### Problem statement
Check each line of the material below for "impl" and copy those where it appears.

= Beginning of Section =

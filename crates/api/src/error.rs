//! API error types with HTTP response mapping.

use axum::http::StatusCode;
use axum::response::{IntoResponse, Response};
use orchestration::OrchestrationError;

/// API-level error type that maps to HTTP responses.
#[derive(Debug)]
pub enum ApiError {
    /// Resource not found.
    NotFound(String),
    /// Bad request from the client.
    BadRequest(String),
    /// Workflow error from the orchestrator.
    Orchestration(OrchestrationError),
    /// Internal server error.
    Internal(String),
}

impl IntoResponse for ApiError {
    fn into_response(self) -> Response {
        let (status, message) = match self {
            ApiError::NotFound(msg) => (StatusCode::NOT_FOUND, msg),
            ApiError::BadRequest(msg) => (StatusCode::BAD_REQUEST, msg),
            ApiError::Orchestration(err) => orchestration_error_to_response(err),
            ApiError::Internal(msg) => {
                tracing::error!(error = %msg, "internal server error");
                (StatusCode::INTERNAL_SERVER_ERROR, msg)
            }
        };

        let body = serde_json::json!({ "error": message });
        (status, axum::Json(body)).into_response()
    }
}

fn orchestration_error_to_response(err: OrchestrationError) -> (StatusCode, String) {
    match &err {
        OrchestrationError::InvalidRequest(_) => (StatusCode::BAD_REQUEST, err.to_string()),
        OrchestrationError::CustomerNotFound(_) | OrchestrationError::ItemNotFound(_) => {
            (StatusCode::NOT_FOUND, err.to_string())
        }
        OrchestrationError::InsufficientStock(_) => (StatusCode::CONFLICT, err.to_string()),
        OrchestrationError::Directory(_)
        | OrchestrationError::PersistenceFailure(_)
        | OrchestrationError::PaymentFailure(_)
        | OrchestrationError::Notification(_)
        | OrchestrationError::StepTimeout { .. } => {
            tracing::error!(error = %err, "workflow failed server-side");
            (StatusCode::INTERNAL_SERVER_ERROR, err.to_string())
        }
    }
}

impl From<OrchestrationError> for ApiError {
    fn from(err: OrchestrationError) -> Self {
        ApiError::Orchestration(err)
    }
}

= End of Section =

### Task solution
impl IntoResponse for ApiError {
impl From<OrchestrationError> for ApiError {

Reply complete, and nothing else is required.